The Belfast city council now is considering rescinding Mitchell’s key to the city, a proposal backed by nationalist and unionist parties.
“It is a poignant irony – even in disgrace, the former envoy from Maine has brought both sides together,” TheGuardian.com said.
Mitchell has claimed Giuffre’s identification of him was a case of mistaken identity.
“In 2021, Ms Giuffre supplied a photograph to OK! Magazine, which incorrectly captioned it as depicting Senator Mitchell standing behind Jeffrey Epstein,” the ex-senator’s spokesman said. “The individual in the photograph was not Senator Mitchell. The publisher acknowledged the incorrect caption and removed it.”

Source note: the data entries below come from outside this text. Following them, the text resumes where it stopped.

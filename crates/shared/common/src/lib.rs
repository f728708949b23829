//! Common utilities shared across the account workspace.
//!
//! This crate provides:
//! - Unified error handling
//! - Configuration structures

pub mod config;
pub mod error;

pub use config::*;
pub use error::{AppError, AppResult, OptionExt};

From there, Mitchell’s mouthpiece went on to the rehearsed boilerplate denial – that the senator had never met or had any contact with Giuffre or any underage women, and had learned of Epstein’s criminal activity through media reports about his 2008 prosecution and conviction, after which Mitchell “declined or deflected” invitations from Epstein’s office.
“Senator Mitchell profoundly regrets ever having known Jeffrey Epstein and condemns, without reservation, the horrific harm Epstein inflicted on so many women,” his spokesperson said.
No one believes George Mitchell anymore.
That’s the sad legacy of the Waterville native who, after breaking through the chains of an impoverished blue-collar upbringing, reaching the highest pinnacles of public life, became known at age 92 for lying about sexually trafficking a teenage girl.